Após essas explicações, passamos para alguns exemplos de desenhos interessantes para se fazer e entender os conceitos passados. Por último, ensinamos como desenvolver o seu próprio estilo artístico para deixar a sua marca em seus desenhos através da exploração de vários estilos existentes e da execução das 3 perguntas definidoras de um bom estilo.

A importância da prática e do desenvolvimento contínuo

O treinamento constante vai permitir que você memorize todos os conceitos abordados e, assim, não haverá necessidade de consultá-los toda vez que se for desenhar. Com isso, o desenvolvimento contínuo vai garantir que suas ideias sempre surpreendam os espectadores e diminuirá muito as chances de um bloqueio criativo. Esses dois são os grandes segredos da arte do desenho. 

Para você ter noção do poder disso, experimente observar os primeiros capítulos do mangá de One Punch Man e depois compare com os desenhos dos últimos capítulos. Você perceberá a grande evolução de todos os pontos explicados no artigo como proporcionalidade, qualidade de traços e os outros.

Encorajamento para seguir na jornada criativa do desenho

Você já percebeu que mesmo com diversas tecnologias desenvolvidas, os desenhos ainda são uma das formas de expressões mais ricas da humanidade? Além disso, o mercado sempre precisa de novas ideias de design e coisas relacionadas ao universo dos desenhos e, por isso, essa carreira ainda promete muitas ideias promissoras.

Por isso, mantenha sempre uma boa rotina de desenhos e uma última dica de ouro: não descarte seus desenhos! Mesmo que você ache eles horríveis, guarde os desenhos que não gosta em uma pastinha para no futuro realizar comparações de sua evolução na área.

Caso tenha um professor que o acompanhe, experimente levar os rascunhos de suas obras. Com elas, você facilitará bastante o trabalho do seu orientador em identificar pontos de melhorias necessárias em sua obra e, consequentemente, acelerar o seu desenvolvimento na arte do desenho.

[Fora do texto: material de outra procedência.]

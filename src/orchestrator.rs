use tracing::{error, info, warn};

use crate::acquire::Acquirer;
use crate::models::{AcquisitionResult, ProductRecord};
use crate::utils::error::AppError;

/// Phases of one acquisition run. Escalation is an explicit transition here,
/// not a side effect of error handling: a static success with zero records
/// moves to `TryingDynamic` exactly like a static fault does.
enum AcquisitionState {
    TryingStatic,
    TryingDynamic,
    Done(Vec<ProductRecord>),
}

/// Sequences the cheap strategy, escalates to the expensive one when the
/// cheap result is a fault or inconclusive (empty), and stamps the final
/// result. Strategies run strictly in sequence, never concurrently.
pub struct Orchestrator {
    target_url: String,
    static_acquirer: Box<dyn Acquirer>,
    dynamic_acquirer: Box<dyn Acquirer>,
}

impl Orchestrator {
    pub fn new(
        target_url: impl Into<String>,
        static_acquirer: Box<dyn Acquirer>,
        dynamic_acquirer: Box<dyn Acquirer>,
    ) -> Self {
        Self {
            target_url: target_url.into(),
            static_acquirer,
            dynamic_acquirer,
        }
    }

    /// Runs one acquisition to completion.
    ///
    /// An empty sequence from the static tier is inconclusive (the page may
    /// be script-rendered) and escalates. An empty sequence from the dynamic
    /// tier is authoritative: both tiers agree there is nothing to show, and
    /// that is surfaced as [`AppError::NoProductsFound`] rather than a silent
    /// empty success.
    pub async fn run(&self) -> Result<AcquisitionResult, AppError> {
        let mut state = AcquisitionState::TryingStatic;

        loop {
            state = match state {
                AcquisitionState::TryingStatic => {
                    match self.static_acquirer.acquire(&self.target_url).await {
                        Ok(records) if !records.is_empty() => AcquisitionState::Done(records),
                        Ok(_) => {
                            info!("static acquisition found no records, escalating");
                            AcquisitionState::TryingDynamic
                        }
                        Err(e) => {
                            warn!("static acquisition failed, escalating: {}", e);
                            AcquisitionState::TryingDynamic
                        }
                    }
                }
                AcquisitionState::TryingDynamic => {
                    match self.dynamic_acquirer.acquire(&self.target_url).await {
                        Ok(records) => AcquisitionState::Done(records),
                        Err(e) => {
                            error!("dynamic acquisition failed: {}", e);
                            AcquisitionState::Done(Vec::new())
                        }
                    }
                }
                AcquisitionState::Done(records) => {
                    if records.is_empty() {
                        return Err(AppError::NoProductsFound);
                    }
                    let result = AcquisitionResult::new(records);
                    info!(
                        "acquired {} records at {}",
                        result.records.len(),
                        result.timestamp
                    );
                    return Ok(result);
                }
            };
        }
    }
}
pub mod error;
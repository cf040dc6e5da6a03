use std::ffi::OsStr;
use std::path::PathBuf;
use std::time::Duration;

use async_trait::async_trait;
use headless_chrome::{Browser, LaunchOptions};
use tracing::debug;

use crate::acquire::Acquirer;
use crate::config::ScraperConfig;
use crate::extract;
use crate::models::ProductRecord;
use crate::utils::error::AcquireError;

/// The expensive path: a full browser session that executes the page's
/// scripts before extracting from the live DOM.
///
/// Each call owns its session exclusively. The `Browser` is scoped to the
/// call and its Chrome process is killed when it drops, so every exit path
/// (success, fault, timeout) releases the session before the orchestrator
/// regains control.
pub struct DynamicAcquirer {
    config: ScraperConfig,
}

impl DynamicAcquirer {
    pub fn new(config: ScraperConfig) -> Self {
        Self { config }
    }

    fn launch(&self) -> Result<Browser, AcquireError> {
        let mut launch_options = LaunchOptions::default_builder()
            .headless(true)
            .sandbox(false) // Needed in containerized environments
            .args(vec![
                OsStr::new("--no-sandbox"),
                OsStr::new("--disable-setuid-sandbox"),
                OsStr::new("--disable-dev-shm-usage"),
                OsStr::new("--disable-accelerated-2d-canvas"),
                OsStr::new("--disable-gpu"),
            ])
            .build()
            .map_err(|e| AcquireError::Launch(e.to_string()))?;

        if let Some(chrome_path) = &self.config.chrome_path {
            launch_options.path = Some(PathBuf::from(chrome_path));
        }

        Browser::new(launch_options).map_err(|e| AcquireError::Launch(e.to_string()))
    }

    fn render_and_extract(
        &self,
        browser: &Browser,
        url: &str,
    ) -> Result<Vec<ProductRecord>, AcquireError> {
        let tab = browser
            .new_tab()
            .map_err(|e| AcquireError::Launch(e.to_string()))?;

        tab.set_default_timeout(Duration::from_secs(self.config.navigation_timeout));
        tab.set_user_agent(&self.config.user_agent, None, None)
            .map_err(|e| AcquireError::Navigation(e.to_string()))?;

        tab.navigate_to(url)
            .map_err(|e| AcquireError::Navigation(e.to_string()))?;
        tab.wait_until_navigated()
            .map_err(|e| AcquireError::Navigation(e.to_string()))?;

        // Shorter bound than navigation: the page responded, the question now
        // is whether the content container ever materializes.
        tab.wait_for_element_with_custom_timeout(
            extract::CARD_CONTENT,
            Duration::from_secs(self.config.selector_timeout),
        )
        .map_err(|e| AcquireError::SelectorWait(e.to_string()))?;

        let evaluated = tab
            .evaluate(&extract::extraction_script(), false)
            .map_err(|e| AcquireError::Extract(e.to_string()))?;

        let raw = evaluated
            .value
            .as_ref()
            .and_then(|value| value.as_str())
            .map(str::to_string)
            .ok_or_else(|| AcquireError::Extract("extraction script returned no value".to_string()))?;

        records_from_script_output(&raw)
    }
}

/// Parses the serialized record list produced by the in-page script.
fn records_from_script_output(raw: &str) -> Result<Vec<ProductRecord>, AcquireError> {
    serde_json::from_str(raw).map_err(|e| AcquireError::Extract(e.to_string()))
}

#[async_trait]
impl Acquirer for DynamicAcquirer {
    fn name(&self) -> &'static str {
        "dynamic"
    }

    async fn acquire(&self, url: &str) -> Result<Vec<ProductRecord>, AcquireError> {
        let browser = self.launch()?;
        debug!("browser session launched");

        let result = self.render_and_extract(&browser, url);

        // `browser` drops here on every path, killing the Chrome process; no
        // session survives the call.
        result
    }
}
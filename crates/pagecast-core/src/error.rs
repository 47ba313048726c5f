//! Error types for the pagecast core library.

use std::path::PathBuf;

use thiserror::Error;

/// Result type alias using `CoreError`.
pub type Result<T> = std::result::Result<T, CoreError>;

/// Core error types for pagecast.
#[derive(Error, Debug)]
pub enum CoreError {
    /// A required setting is absent or blank.
    #[error("Set {key} in the environment or .env file")]
    MissingSetting { key: &'static str },

    /// Configuration loading or parsing error.
    #[error("Configuration error: {message}")]
    Config {
        message: String,
        #[source]
        source: Option<Box<dyn std::error::Error + Send + Sync>>,
    },

    /// A line of the post log could not be decoded.
    #[error("Post log error in {path} at line {line}: {message}")]
    PostLog {
        path: PathBuf,
        line: usize,
        message: String,
    },

    /// The post log to publish from does not exist.
    #[error("Post log {path} not found")]
    MissingPostLog { path: PathBuf },

    /// File system I/O error.
    #[error("IO error: {0}")]
    Io(#[from] std::io::Error),

    /// JSON encoding error.
    #[error("JSON error: {0}")]
    Json(#[from] serde_json::Error),

    /// Generic configuration crate error.
    #[error("Config crate error: {0}")]
    ConfigCrate(#[from] config::ConfigError),
}

impl CoreError {
    /// Create a missing setting error for an environment key.
    pub fn missing(key: &'static str) -> Self {
        Self::MissingSetting { key }
    }

    /// Create a new configuration error with source.
    pub fn config_with_source(
        message: impl Into<String>,
        source: impl std::error::Error + Send + Sync + 'static,
    ) -> Self {
        Self::Config {
            message: message.into(),
            source: Some(Box::new(source)),
        }
    }

    /// Create a missing post log error.
    pub fn missing_post_log(path: impl Into<PathBuf>) -> Self {
        Self::MissingPostLog { path: path.into() }
    }

    /// Create a new post log error.
    pub fn post_log(path: impl Into<PathBuf>, line: usize, message: impl Into<String>) -> Self {
        Self::PostLog {
            path: path.into(),
            line,
            message: message.into(),
        }
    }
}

5 Plataformas e comunidades de artistas para compartilhar e aprender

Para finalizar com chave de ouro, não existe aprendizado sem compartilhamento e opiniões, certo? Por isso, seguem 5 plataformas muito interessantes para você que busca melhorar os seus desenhos e ter uma noção de como está esse mercado, caso deseje fazer disso uma carreira.

Paint online

O Paint Online é uma plataforma de pintura online baseada no software Paint do Windows, programa bem conhecido pelos alunos de informática. O diferencial do Paint Online está na qualidade da plataforma, pois ela é destinada para os que não são usuários de Windows e desejam utilizar a ferramenta. Por isso, não espere para testar!

DeviantArt

Essa plataforma é garantia de inspiração constante. Através dela, você conhece obras de várias pessoas e pode encontrar diversas formas de manifestação de arte como animações, pinturas, desenhos realistas e vários outros.

Pinterest

Essa é mais uma plataforma para a busca de inspirações. Não são poucos os desenhistas que salvaram as suas criações ou acharam a ideia que faltava com as diversas postagens dessa plataforma. Além de gratuita, é possível realizar parcerias com marcas para que suas postagens (chamadas de pins) sejam patrocinadas.

Colab55

No Colab55, você tem acesso a diversos produtos do mundo artístico e pode oferecer para venda as suas criações. A melhor forma de utilizar esse canal é observar os preços médios dos produtos artísticos e, dessa forma, ter uma base do contexto do momento.

Ello

Desde a sua criação em 2014, era notável como o foco da plataforma Ello se voltava para os artistas. Atualmente, isso se tornou mais explícito e com os desenvolvimentos que se seguiram é possível enxergá-la como uma rede social para os artistas. Logo, curtir as artes e divulgar as criações dos outros são algumas funcionalidades excepcionais para qualquer desenhista.

Com todo esse grande panorama, você possui todos os conhecimentos necessários para começar a arte do desenho. Por ser um conteúdo bem extenso, recomenda-se que sempre releia alguma parte que esquecer a fim de garantir que suas obras atendam às suas expectativas e assim você crie bons desenhos!